Nuestras Fiestas evocan la fundación de Castellón, con la Romería y la bajada desde el viejo Castillo, la Torná, que con las gaiatas y gaiateras, nos hace olvidar que es una procesión religiosa en honor de María Magdalena. Conviene no olvidarlo, porque ocho días antes se celebró el Día Internacional de la Mujer y como dice el teólogo Juan José Tamayo, "el movimiento igualitario de hombres y mujeres, lo puso en marcha Jesús de Nazaret, como colaboradores en la práctica liberadora y de la causa de Jesús después de su muerte". "Se rompió el ciclo patriarcal de la religión judía oficial y se activó un nuevo paradigma religioso en clave de emancipación de las mujeres".

Tras la Crucifixión, es a María Magdalena a quien primero se aparece Jesús resucitado. En los primeros siglos del cristianismo, convivían diversas Iglesias, hoy agrupadas en lo que se llama la Iglesia Oriental. Algunas proclamaron a María Magdalena como "líder y primer apóstol en comunicación directa con el Salvador", por ser la primera que notificó a los demás discípulos que Jesús había resucitado. No hay en los cuatro Evangelios canónicos, ni en los apócrifos, ninguna referencia a María Magdalena como prostituta, amante, esposa, o madre de hijos de Jesús. Es un invento de finales del Siglo VI.

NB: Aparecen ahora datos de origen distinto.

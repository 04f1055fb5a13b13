//! Telemetry: finished rides and the operator notice queue.

use std::collections::VecDeque;
use std::fmt;

use bevy_ecs::prelude::Resource;

use crate::backend::{BackendError, CompletionReceipt, RideOffer};
use crate::command::{StatusReport, HELP_TEXT};
use crate::ecs::RideId;
use crate::ride::{RideError, RidePhase};

/// One finished ride, recorded when the context is cleared by a drop-off.
#[derive(Debug, Clone, PartialEq)]
pub struct CompletedRideRecord {
    pub ride_id: RideId,
    /// Points awarded by this completion; zero when completed remotely.
    pub points: u32,
    pub drop_distance_m: Option<f64>,
    pub pending_review: bool,
    pub completed_remotely: bool,
    pub completed_at_ms: u64,
}

#[derive(Debug, Default, Resource)]
pub struct RideLog {
    pub completed: Vec<CompletedRideRecord>,
}

impl RideLog {
    pub fn record(&mut self, record: CompletedRideRecord) {
        self.completed.push(record);
    }

    pub fn len(&self) -> usize {
        self.completed.len()
    }

    pub fn is_empty(&self) -> bool {
        self.completed.is_empty()
    }

    pub fn total_points(&self) -> u64 {
        self.completed.iter().map(|r| u64::from(r.points)).sum()
    }

    pub fn last(&self) -> Option<&CompletedRideRecord> {
        self.completed.last()
    }

    pub fn contains(&self, ride: &RideId) -> bool {
        self.completed.iter().any(|r| &r.ride_id == ride)
    }
}

/// Something the operator has to see.
#[derive(Debug, Clone, PartialEq)]
pub enum Notice {
    Registered { vehicle: String },
    OfferSurfaced(RideOffer),
    OfferRefused { ride_id: RideId, reason: RideError },
    Accepted(RideId),
    Rejected(RideId),
    RideTaken(RideId),
    Refused(RideError),
    Arrived { phase: RidePhase, waypoint: &'static str },
    PickedUp(RideId),
    Completed { ride_id: RideId, receipt: CompletionReceipt, total_points: u32 },
    RemoteAccepted(RideId),
    /// The dispatcher assigned a ride to this unit while it was idle.
    Assigned { ride_id: RideId, phase: RidePhase },
    RemotePickup(RideId),
    RemoteCompleted(RideId),
    OfferWithdrawn(RideId),
    Cancelled(RideId),
    Reassigned { from: RideId, to: RideId },
    Lost(RideId),
    Offline,
    BackOnline,
    BackendFailed(String),
    Busy,
    Status(StatusReport),
    Help,
}

impl Notice {
    pub fn backend(err: &BackendError) -> Self {
        if err.is_offline() {
            Notice::Offline
        } else {
            Notice::BackendFailed(err.to_string())
        }
    }
}

impl fmt::Display for Notice {
    fn fmt(&self, f: &mut fmt::Formatter<'_>) -> fmt::Result {
        match self {
            Notice::Registered { vehicle } => write!(f, "registered as {vehicle}"),
            Notice::OfferSurfaced(offer) => {
                write!(f, "NEW RIDE {}: {} -> {}", offer.ride_id, offer.pickup, offer.destination)?;
                if let Some(km) = offer.distance_km {
                    write!(f, " ({km:.1} km)")?;
                }
                write!(f, ", est. {} points. ACCEPT or REJECT", offer.points_estimate())
            }
            Notice::OfferRefused { ride_id, reason } => write!(f, "ride {ride_id} skipped: {reason}"),
            Notice::Accepted(id) => write!(f, "ride {id} accepted, heading to pickup"),
            Notice::Rejected(id) => write!(f, "ride {id} rejected"),
            Notice::RideTaken(id) => write!(f, "ride {id} taken by another vehicle"),
            Notice::Refused(err) => write!(f, "cannot do that: {err}"),
            Notice::Arrived { phase, waypoint } => match phase {
                RidePhase::ToDestination => write!(f, "arrived at destination {waypoint}, send COMPLETE"),
                _ => write!(f, "arrived at pickup {waypoint}, send PICKUP"),
            },
            Notice::PickedUp(id) => write!(f, "passenger on board for ride {id}"),
            Notice::Completed {
                ride_id,
                receipt,
                total_points,
            } => {
                write!(f, "ride {ride_id} completed, +{} points", receipt.points)?;
                if let Some(m) = receipt.drop_distance_m {
                    write!(f, ", drop {m:.0} m from destination")?;
                }
                if receipt.pending_review {
                    f.write_str(", pending review")?;
                }
                write!(f, " (total {total_points})")
            }
            Notice::RemoteAccepted(id) => write!(f, "ride {id} accepted remotely, heading to pickup"),
            Notice::Assigned { ride_id, phase } => match phase {
                RidePhase::ToDestination => write!(f, "ride {ride_id} assigned by dispatcher, passenger on board"),
                _ => write!(f, "ride {ride_id} assigned by dispatcher, heading to pickup"),
            },
            Notice::RemotePickup(id) => write!(f, "ride {id} picked up remotely, heading to destination"),
            Notice::RemoteCompleted(id) => write!(f, "ride {id} completed remotely"),
            Notice::OfferWithdrawn(id) => write!(f, "ride {id} is no longer available"),
            Notice::Cancelled(id) => write!(f, "ride {id} cancelled"),
            Notice::Reassigned { from, to } => write!(f, "ride {from} reassigned, now handling ride {to}"),
            Notice::Lost(id) => write!(f, "ride {id} reassigned to another vehicle"),
            Notice::Offline => f.write_str("backend offline, will retry"),
            Notice::BackOnline => f.write_str("backend reachable again"),
            Notice::BackendFailed(reason) => write!(f, "backend error: {reason}"),
            Notice::Busy => f.write_str("request already in flight, try again shortly"),
            Notice::Status(report) => write!(f, "{report}"),
            Notice::Help => f.write_str(HELP_TEXT),
        }
    }
}

/// Notices waiting for the console.
#[derive(Debug, Default, Resource)]
pub struct OperatorNotices {
    queue: VecDeque<Notice>,
}

impl OperatorNotices {
    pub fn push(&mut self, notice: Notice) {
        log::debug!("notice: {notice}");
        self.queue.push_back(notice);
    }

    pub fn drain(&mut self) -> impl Iterator<Item = Notice> + '_ {
        self.queue.drain(..)
    }

    pub fn len(&self) -> usize {
        self.queue.len()
    }

    pub fn is_empty(&self) -> bool {
        self.queue.is_empty()
    }

    pub fn iter(&self) -> impl Iterator<Item = &Notice> {
        self.queue.iter()
    }
}

/// Tracks whether the last backend call got through, so going offline is
/// announced once rather than on every failed poll.
#[derive(Debug, Resource)]
pub struct Connectivity {
    online: bool,
    failed_calls: u64,
}

impl Default for Connectivity {
    fn default() -> Self {
        Self {
            online: true,
            failed_calls: 0,
        }
    }
}

impl Connectivity {
    pub fn is_online(&self) -> bool {
        self.online
    }

    pub fn failed_calls(&self) -> u64 {
        self.failed_calls
    }

    /// Returns `true` if this call ended an offline stretch.
    pub fn record_success(&mut self) -> bool {
        let recovered = !self.online;
        self.online = true;
        recovered
    }

    /// Returns `true` if this call started an offline stretch.
    pub fn record_offline(&mut self) -> bool {
        self.failed_calls += 1;
        let dropped = self.online;
        self.online = false;
        dropped
    }
}
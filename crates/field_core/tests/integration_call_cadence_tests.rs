mod support;

use field_core::clock::{CallSite, CallThrottle, FieldClock};
use field_core::test_helpers::ScriptedBackend;

use support::schedule::TickRunner;
use support::world::{accept_ride_42, offer_ride_42, TestWorldBuilder};

// The clock advances before each tick runs, so the first tick sees t=100 and
// ten seconds of ticks cover t=100..=10_000.

#[test]
fn idle_unit_polls_offers_assignments_and_location_on_their_own_intervals() {
    let backend = ScriptedBackend::new();
    let mut world = TestWorldBuilder::new().build(&backend);
    let mut runner = TickRunner::new();

    runner.run_for_ms(&mut world, 10_000);

    let calls = backend.calls();
    assert_eq!(world.resource::<FieldClock>().now(), 10_000);
    assert_eq!(calls.push_location, 2);
    assert_eq!(calls.pending_offers, 4);
    assert_eq!(calls.ride_registry, 5);
    assert_eq!(
        world.resource::<CallThrottle>().last_call(CallSite::AssignmentWatch),
        Some(8_100)
    );
}

#[test]
fn pending_offer_is_watched_every_two_seconds() {
    let backend = ScriptedBackend::new();
    let mut world = TestWorldBuilder::new().build(&backend);
    offer_ride_42(&mut world);
    let mut runner = TickRunner::new();

    runner.run_for_ms(&mut world, 10_000);

    let calls = backend.calls();
    assert_eq!(calls.ride_registry, 5);
    assert_eq!(calls.pending_offers, 0);
    assert_eq!(
        world.resource::<CallThrottle>().last_call(CallSite::AcceptanceWatch),
        Some(8_100)
    );
}

#[test]
fn active_ride_is_watched_faster_than_a_pending_offer() {
    let backend = ScriptedBackend::new();
    let mut world = TestWorldBuilder::new().build(&backend);
    accept_ride_42(&mut world);
    let mut runner = TickRunner::new();

    runner.run_for_ms(&mut world, 10_000);

    let calls = backend.calls();
    assert_eq!(calls.ride_registry, 7);
    assert_eq!(calls.pending_offers, 0);
    assert_eq!(world.resource::<CallThrottle>().last_call(CallSite::AcceptanceWatch), None);
    assert_eq!(
        world.resource::<CallThrottle>().last_call(CallSite::MovementStep),
        Some(9_100)
    );
}

#[test]
fn offline_backend_keeps_the_same_cadence() {
    let backend = ScriptedBackend::new();
    backend.set_offline(true);
    let mut world = TestWorldBuilder::new().build(&backend);
    let mut runner = TickRunner::new();

    runner.run_for_ms(&mut world, 10_000);

    let calls = backend.calls();
    assert_eq!(calls.push_location, 2);
    assert_eq!(calls.pending_offers, 4);
}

No se llamaba Magdalena porque fuera de Magdala, ni porque fuera pecadora, sino porque en arameo magda significa la más grande. A partir del siglo VI se establece una polémica entre quienes dan cancha a las mujeres y los que desean relegarlas a la cocina. Con el tiempo la Iglesia se hizo patriarcal y la mujer quedó apartada definitivamente del sacerdocio, cuestión que muchos, desde dentro de la Iglesia, desean corregir. El cardenal Martini, muy diplomático, dice que "este problema hay que repensarlo".

El teólogo Lluís Busquets i Grabulosa, en su reciente libro Els evangelis secrets de María i de la Magdalena. La història amagada, cuenta estas cosas y cómo estas dos mujeres tan cercanas a Jesús, una su madre y la otra la gran apóstol de entre todos los discípulos de Jesús, se les atribuye distintos papeles. Una es venerada como virgen, madre y poseedora de todos los atributos de la perfección y a la otra parte, por contraste, se le atribuye un origen pecador para convertirla, tras su arrepentimiento, en santa. Es una historia tardía, porque en los primeros siglos nunca se ha hablado de esta condición de María Magdalena.

Sepamos, pues, quien era y cómo Jesús se fijó en ella, como en Pedro y los demás apóstoles, con igualdad de miras y valores, dando a las mujeres el mismo trato, valor y libertad que a los hombres, porque Él es quien realmente rompió las cadenas que ataban a la mujer, aunque hayan pasado dos milenios y la Iglesia se haga la remolona.

Unas mujeres han celebrado el Día Internacional de la Mujer, defendiendo los valores de la familia. El presidente del Gobierno y sus huestes, comandadas por la innombrable Aido, defiendieron el aborto libre. Las niñas de 16 años no podrán comprar tabaco, ni alcohol, ni votar, ni operarse de nada, ni firmar una escritura, sin permiso de sus papás, pero podrán abortar. Es el progreso p´atrás. ¡Y la familia al carajo!

El siglo XXI ha de avanzar en la conquista de la libertad para todos, consiguiéndola, por fin, totalmente para la mujer. Lograr para Occidente liberarse de las cadenas del petróleo en manos de sátrapas chiíes y gorilas rojos. Estamos a punto de entrar en la Era Nuclear con la fusión del átomo. La energía del sol. Los científicos están a punto de domesticarla, es barata, se hace con agua, y es limpia. La esperanza siempre nos hace avanzar.